Implementation of that commit-traversal would start with assigning
BitSets to every START commit. The set of START commits is the union of
TIP and BASE commits. If bit N is set, this means that the current
commit is reachable from the Nth START commit. The traversal is done in
the same way as e.g. PendingGenerator does. For every commit
encountered, its BitSet is propagated to its parent commits (i.e. BitSet
instances will remain the same). If a parent already contains a BitSet,
both BitSets will be joined (ORed) to a new BitSet. After propagating to
the parent commits, the BitSet of the current commit will be set to
null. So we actually have a kind of "BitSet-front" which is moving back
in history and getting filled more and more. We will finish the
traversal at those commits which have their BitSets completely filled
with 1s. For these commits we know that they are descendants of all TIP
and BASE commits.

This approach will only work if commits are processed in topological
order, i.e. all children of a commit have been processed before the
commit itself is processed. Otherwise the basic joining of BitSets will
not work and we will need some additional effort: when a child commit is
processed after its parent commit(s), we will propagate its BitSet
recursively through the set of already processed commits until we reach
the BitSet front and then perform the BitSet joining here.

Now assumption is that the vast majority of commits is received in
topological order and if topological order is violated, it's only a
minor violation (i.e. not many commits would have to be rearranged to
yield topological order again). This means, that the cases where a child
is processed after its parents are rare and in such a case the child is
not far away from the BitSet-front, so propagation is cheap. Hence,
additional effort introduced by violations of the topological order
should be low (though it looks like worst case running time in case of
extreme violation of the topological order would be O(N^2) with N number
of commits in the repository).

Regarding memory usage: the size of each BitSet is the number of START
commits, the number of alive BitSets is of O(N) with N being the number
of concurrent development lines in the repository. So that should be
acceptable.

Concluding, I think that for the common use cases (topological order,
TIP commits and BASE commits are near to each other), this approach
should perform well. Still some basic questions remain:

- is the approach reasonable or did I miss something and it won't work
  at all?

- is the assumption on rare violation of topological order acceptable?
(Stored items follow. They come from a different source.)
//! Chromium backend over the DevTools protocol (chromiumoxide).

use async_trait::async_trait;
use chromiumoxide::Page;
use chromiumoxide::cdp::browser_protocol::fetch::{
    EnableParams, EventRequestPaused, FailRequestParams, RequestPattern, RequestStage,
};
use chromiumoxide::cdp::browser_protocol::network::{
    ErrorReason, Headers, ResourceType, SetExtraHttpHeadersParams, SetUserAgentOverrideParams,
};
use futures::StreamExt;
use parking_lot::Mutex as SyncMutex;
use serde_json::Value;
use std::path::{Path, PathBuf};
use std::sync::Arc;
use std::time::Duration;
use tokio::sync::Mutex;
use tokio::task::JoinHandle;

use super::{Browser, BrowserLauncher, BrowserPage, ResourceKind};
use crate::config::{BrowserSettings, Environment};
use crate::error::{Error, Result};

/// Well-known local Chrome/Chromium locations probed in development.
const CHROME_PATHS: &[&str] = &[
    "/usr/bin/google-chrome",
    "/usr/bin/google-chrome-stable",
    "/usr/bin/chromium",
    "/usr/bin/chromium-browser",
    "/snap/bin/chromium",
    "/Applications/Google Chrome.app/Contents/MacOS/Google Chrome",
    "/Applications/Chromium.app/Contents/MacOS/Chromium",
    "/opt/google/chrome/google-chrome",
];

const CHROME_COMMANDS: &[&str] = &[
    "google-chrome",
    "google-chrome-stable",
    "chromium",
    "chromium-browser",
];

/// Launches Chromium according to [`BrowserSettings`].
#[derive(Debug, Clone)]
pub struct ChromeLauncher {
    settings: BrowserSettings,
}

impl ChromeLauncher {
    pub fn new(settings: BrowserSettings) -> Self {
        Self { settings }
    }

    /// Picks the executable for the configured environment.
    ///
    /// Production uses the configured path and nothing else. Development prefers the
    /// configured path, then well-known install locations, then `$PATH`.
    pub fn resolve_executable(&self) -> Result<PathBuf> {
        let configured = self.settings.executable.as_deref();

        match self.settings.environment {
            Environment::Production => match configured {
                Some(path) if path.exists() => Ok(path.to_path_buf()),
                Some(path) => Err(Error::launch(format!(
                    "production chromium not found at {}",
                    path.display()
                ))),
                None => Err(Error::launch(
                    "production requires SHIORI_CHROMIUM_PATH to be set",
                )),
            },
            Environment::Development => {
                if let Some(path) = configured.filter(|p| p.exists()) {
                    return Ok(path.to_path_buf());
                }
                find_local_chrome().ok_or_else(|| {
                    Error::launch("Chrome/Chromium not found in known locations or PATH")
                })
            }
        }
    }
}

fn find_local_chrome() -> Option<PathBuf> {
    CHROME_PATHS
        .iter()
        .map(Path::new)
        .find(|p| p.exists())
        .map(Path::to_path_buf)
        .or_else(|| CHROME_COMMANDS.iter().find_map(|cmd| which::which(cmd).ok()))
}

#[async_trait]
impl BrowserLauncher for ChromeLauncher {
    async fn launch(&self) -> Result<Arc<dyn Browser>> {
        let executable = self.resolve_executable()?;
        tracing::info!(
            executable = %executable.display(),
            headless = self.settings.headless,
            "launching chromium"
        );

        let mut builder = chromiumoxide::BrowserConfig::builder().chrome_executable(executable);
        if !self.settings.headless {
            builder = builder.with_head();
        }
        builder = builder
            .arg("--disable-blink-features=AutomationControlled")
            .arg("--disable-dev-shm-usage")
            .arg("--no-first-run")
            .arg("--mute-audio");
        for arg in &self.settings.chrome_args {
            builder = builder.arg(arg.as_str());
        }

        let config = builder.build().map_err(Error::launch)?;
        let (browser, mut handler) = chromiumoxide::Browser::launch(config)
            .await
            .map_err(|e| Error::launch(e.to_string()))?;

        let handler_task = tokio::spawn(async move {
            while handler.next().await.is_some() {}
        });

        Ok(Arc::new(ChromeBrowser {
            browser: Mutex::new(Some(browser)),
            handler_task,
            navigation_timeout: self.settings.navigation_timeout(),
        }))
    }
}

struct ChromeBrowser {
    browser: Mutex<Option<chromiumoxide::Browser>>,
    handler_task: JoinHandle<()>,
    navigation_timeout: Duration,
}

#[async_trait]
impl Browser for ChromeBrowser {
    async fn new_page(&self) -> Result<Box<dyn BrowserPage>> {
        let guard = self.browser.lock().await;
        let browser = guard
            .as_ref()
            .ok_or_else(|| Error::browser("browser already closed"))?;
        let page = browser.new_page("about:blank").await.map_err(cdp)?;

        Ok(Box::new(ChromePage {
            page,
            interceptor: SyncMutex::new(None),
            navigation_timeout: self.navigation_timeout,
        }))
    }

    async fn close(&self) -> Result<()> {
        let Some(mut browser) = self.browser.lock().await.take() else {
            return Ok(());
        };
        let result = browser.close().await.map(|_| ()).map_err(cdp);
        let _ = browser.wait().await;
        self.handler_task.abort();
        tracing::debug!("chromium closed");
        result
    }
}

struct ChromePage {
    page: Page,
    interceptor: SyncMutex<Option<JoinHandle<()>>>,
    navigation_timeout: Duration,
}

#[async_trait]
impl BrowserPage for ChromePage {
    async fn set_user_agent(&self, user_agent: &str) -> Result<()> {
        self.page
            .execute(SetUserAgentOverrideParams::new(user_agent.to_string()))
            .await
            .map_err(cdp)?;
        Ok(())
    }

    async fn set_extra_headers(&self, headers: &[(&str, &str)]) -> Result<()> {
        let map: serde_json::Map<String, Value> = headers
            .iter()
            .map(|(k, v)| (k.to_string(), Value::String(v.to_string())))
            .collect();
        self.page
            .execute(SetExtraHttpHeadersParams::new(Headers::new(Value::Object(
                map,
            ))))
            .await
            .map_err(cdp)?;
        Ok(())
    }

    async fn block_resources(&self, kinds: &[ResourceKind]) -> Result<()> {
        if kinds.is_empty() {
            return Ok(());
        }

        let mut paused = self
            .page
            .event_listener::<EventRequestPaused>()
            .await
            .map_err(cdp)?;

        let patterns: Vec<RequestPattern> = kinds
            .iter()
            .map(|kind| {
                RequestPattern::builder()
                    .url_pattern("*")
                    .resource_type(resource_type(*kind))
                    .request_stage(RequestStage::Request)
                    .build()
            })
            .collect();
        self.page
            .execute(EnableParams::builder().patterns(patterns).build())
            .await
            .map_err(cdp)?;

        // Only blocked types are paused, so every paused request is failed.
        let page = self.page.clone();
        let task = tokio::spawn(async move {
            while let Some(event) = paused.next().await {
                let fail =
                    FailRequestParams::new(event.request_id.clone(), ErrorReason::BlockedByClient);
                if page.execute(fail).await.is_err() {
                    break;
                }
            }
        });

        if let Some(previous) = self.interceptor.lock().replace(task) {
            previous.abort();
        }
        Ok(())
    }

    async fn goto(&self, url: &str) -> Result<()> {
        match tokio::time::timeout(self.navigation_timeout, self.page.goto(url)).await {
            Ok(result) => result.map(|_| ()).map_err(cdp),
            Err(_) => Err(Error::timeout(format!("navigation to {}", url))),
        }
    }

    async fn evaluate(&self, script: &str) -> Result<Value> {
        let result = self
            .page
            .evaluate(script.to_string())
            .await
            .map_err(|e| Error::parse(format!("script evaluation failed: {}", e)))?;
        Ok(result.value().cloned().unwrap_or(Value::Null))
    }

    async fn content(&self) -> Result<String> {
        self.page.content().await.map_err(cdp)
    }

    async fn url(&self) -> Result<Option<String>> {
        self.page.url().await.map_err(cdp)
    }

    async fn close(&self) -> Result<()> {
        if let Some(task) = self.interceptor.lock().take() {
            task.abort();
        }
        self.page.clone().close().await.map_err(cdp)
    }
}

fn resource_type(kind: ResourceKind) -> ResourceType {
    match kind {
        ResourceKind::Image => ResourceType::Image,
        ResourceKind::Stylesheet => ResourceType::Stylesheet,
        ResourceKind::Font => ResourceType::Font,
        ResourceKind::Media => ResourceType::Media,
    }
}

fn cdp(e: chromiumoxide::error::CdpError) -> Error {
    Error::browser(e.to_string())
}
- what would the implementation be based on? Would it be something
  low-level like a Generator? Or something more high-level, using a
  RevWalk?

--
Best regards,
Marc Strapetz
=============
syntevo GmbH
http://www.syntevo.com
http://blog.syntevo.com



On 12.08.2011 23:23, Shawn Pearce wrote:
> On Fri, Aug 12, 2011 at 12:21, Marc Strapetz <marc.strapetz@xxxxxxxxxxx> wrote:
>>> Don't do this. Instead use RevWalk.isMergedInto(TARGET, SRC).
>>
>> That's definitely a better solution, thanks for pointing out. I'll
>> probably need some more general methods:
>>
>> RevWalk.isAnyMergedTo(List<> BASES, TIP)
>>
>> and
>>
>> RevWalk.isMergedToAny(BASE, List<> TIPS)
>>
>> MergeBaseGenerator looks somewhat specific to me and JavaDoc states:
>> "The maximum number of starting commits is bounded by the number of free
>> flags available in the RevWalk when the generator is initialized.". So
>> I'd probably implement this by two utility methods, creating their own
>> RevWalk.
> 
> Discarding and creating a new RevWalk on each call is a bit ugly.
> Right now there are 26 flags free in a RevWalk when it is first
> initialized. So that is the maximum number of starting points you can
> run at once. In your generalized form of isMergedToAny or
> isAnyMergedTo you would have to run in batches if the List argument
> had more than 25 inputs.
> 
>> Should I keep them local to our project or submit as patch? In
>> latter case, any suggestions where to place that methods?
> 
> Operations like `git branch --contains` need something like this. So
> we would appreciate a contribution to RevWalk or a new class in that
> same package that makes this operation easy in JGit.